##### DATASET CONTENT
//! Host-facing command interface
//!
//! Exactly two methods are understood: `startAdvertising { uuid }` and
//! `stopAdvertising`. Anything else answers [`MethodResponse::NotImplemented`].
//!
//! Integrators should note that only argument problems surface as errors.
//! `startAdvertising` answers success when the radio is unavailable (the
//! condition is logged), and `stopAdvertising` always answers success. Watch
//! [`crate::AdvertisingHandle::subscribe`] to learn whether advertising
//! actually reached the air.

use serde::{Deserialize, Serialize};
use serde_json::Value;
use tracing::{debug, warn};

use crate::error::{StartError, ValidationError};
use crate::payload::AdvertisingRequest;
use crate::service::AdvertisingHandle;

pub const START_ADVERTISING: &str = "startAdvertising";
pub const STOP_ADVERTISING: &str = "stopAdvertising";

pub const INVALID_ARGUMENT: &str = "INVALID_ARGUMENT";
pub const UNAVAILABLE: &str = "UNAVAILABLE";

// ----------------------------------------------------------------------------
// Wire Types
// ----------------------------------------------------------------------------

/// An inbound method invocation
#[derive(Debug, Clone, PartialEq, Serialize, Deserialize)]
pub struct MethodCall {
    pub method: String,
    #[serde(default)]
    pub arguments: Value,
}

impl MethodCall {
    pub fn new(method: impl Into<String>, arguments: Value) -> Self {
        Self {
            method: method.into(),
            arguments,
        }
    }

    fn argument_str(&self, key: &str) -> Option<&str> {
        self.arguments.get(key).and_then(Value::as_str)
    }
}

/// Result of a method invocation
#[derive(Debug, Clone, PartialEq, Eq, Serialize, Deserialize)]
#[serde(tag = "status", rename_all = "camelCase")]
pub enum MethodResponse {
    Success,
    Error { code: String, message: String },
    NotImplemented,
}

impl MethodResponse {
    pub fn error(code: impl Into<String>, message: impl Into<String>) -> Self {
        Self::Error {
            code: code.into(),
            message: message.into(),
        }
    }
}

// ----------------------------------------------------------------------------
// Dispatcher
// ----------------------------------------------------------------------------

#[derive(Debug, Clone)]
pub struct CommandInterface {
    handle: AdvertisingHandle,
}

impl CommandInterface {
    pub fn new(handle: AdvertisingHandle) -> Self {
        Self { handle }
    }

    pub async fn handle(&self, call: &MethodCall) -> MethodResponse {
        match call.method.as_str() {
            START_ADVERTISING => self.start_advertising(call).await,
            STOP_ADVERTISING => self.stop_advertising().await,
            other => {
                debug!("Method {} not implemented", other);
                MethodResponse::NotImplemented
            }
        }
    }

    async fn start_advertising(&self, call: &MethodCall) -> MethodResponse {
        let Some(uuid) = call.argument_str("uuid") else {
            return MethodResponse::error(
                INVALID_ARGUMENT,
                ValidationError::MissingArgument.to_string(),
            );
        };

        match self.handle.start(AdvertisingRequest::new(uuid)).await {
            Ok(()) => MethodResponse::Success,
            Err(StartError::InvalidPayload(e)) => {
                MethodResponse::error(INVALID_ARGUMENT, e.to_string())
            }
            Err(StartError::RadioUnavailable) => {
                warn!(
                    "Bluetooth unavailable, {} for {} answered as success",
                    START_ADVERTISING, uuid
                );
                MethodResponse::Success
            }
            Err(e @ StartError::ControllerClosed) => {
                MethodResponse::error(UNAVAILABLE, e.to_string())
            }
        }
    }

    async fn stop_advertising(&self) -> MethodResponse {
        if let Err(e) = self.handle.stop().await {
            warn!("{} failed: {}", STOP_ADVERTISING, e);
        }
        MethodResponse::Success
    }
}
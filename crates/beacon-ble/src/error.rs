//! Error types for the advertising lifecycle

use thiserror::Error;

// ----------------------------------------------------------------------------
// Error Types
// ----------------------------------------------------------------------------

/// Rejections produced while turning a service identifier into a payload
#[derive(Error, Debug, Clone, PartialEq, Eq)]
pub enum ValidationError {
    #[error("uuid is required")]
    MissingArgument,

    #[error("malformed service UUID: {0:?}")]
    MalformedUuid(String),
}

/// Errors returned by `start`
///
/// Only the payload case is ever surfaced to command-interface callers; the
/// others are absorbed there (see [`crate::command`]).
#[derive(Error, Debug, Clone, PartialEq, Eq)]
pub enum StartError {
    #[error("invalid advertising payload: {0}")]
    InvalidPayload(#[from] ValidationError),

    #[error("Bluetooth radio is unavailable")]
    RadioUnavailable,

    #[error("advertising controller is no longer running")]
    ControllerClosed,
}

/// Errors returned by `stop`
#[derive(Error, Debug, Clone, PartialEq, Eq)]
pub enum StopError {
    #[error("platform rejected the stop request: {0}")]
    NativeStopRejected(String),

    #[error("advertising controller is no longer running")]
    ControllerClosed,
}

/// Failures reported by a platform advertiser backend
#[derive(Error, Debug, Clone, PartialEq, Eq)]
pub enum AdvertiserError {
    #[error("BLE adapter not available: {0}")]
    AdapterUnavailable(String),

    #[error("BLE advertising not supported on this platform")]
    Unsupported,

    #[error("unknown advertising handle {0}")]
    UnknownHandle(u64),

    #[error("platform rejected the request: {0}")]
    Rejected(String),
}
##########
**PROBLEM TO SOLVE**
The lines above, starting at the one with "the advertising lifecycle" and ending at the one with "command-interface callers; the", are the only ones to return, exactly as written.

**PROBLEM SOLUTION**
//! Error types for the advertising lifecycle

use thiserror::Error;

// ----------------------------------------------------------------------------
// Error Types
// ----------------------------------------------------------------------------

/// Rejections produced while turning a service identifier into a payload
#[derive(Error, Debug, Clone, PartialEq, Eq)]
pub enum ValidationError {
    #[error("uuid is required")]
    MissingArgument,

    #[error("malformed service UUID: {0:?}")]
    MalformedUuid(String),
}

/// Errors returned by `start`
///
/// Only the payload case is ever surfaced to command-interface callers; the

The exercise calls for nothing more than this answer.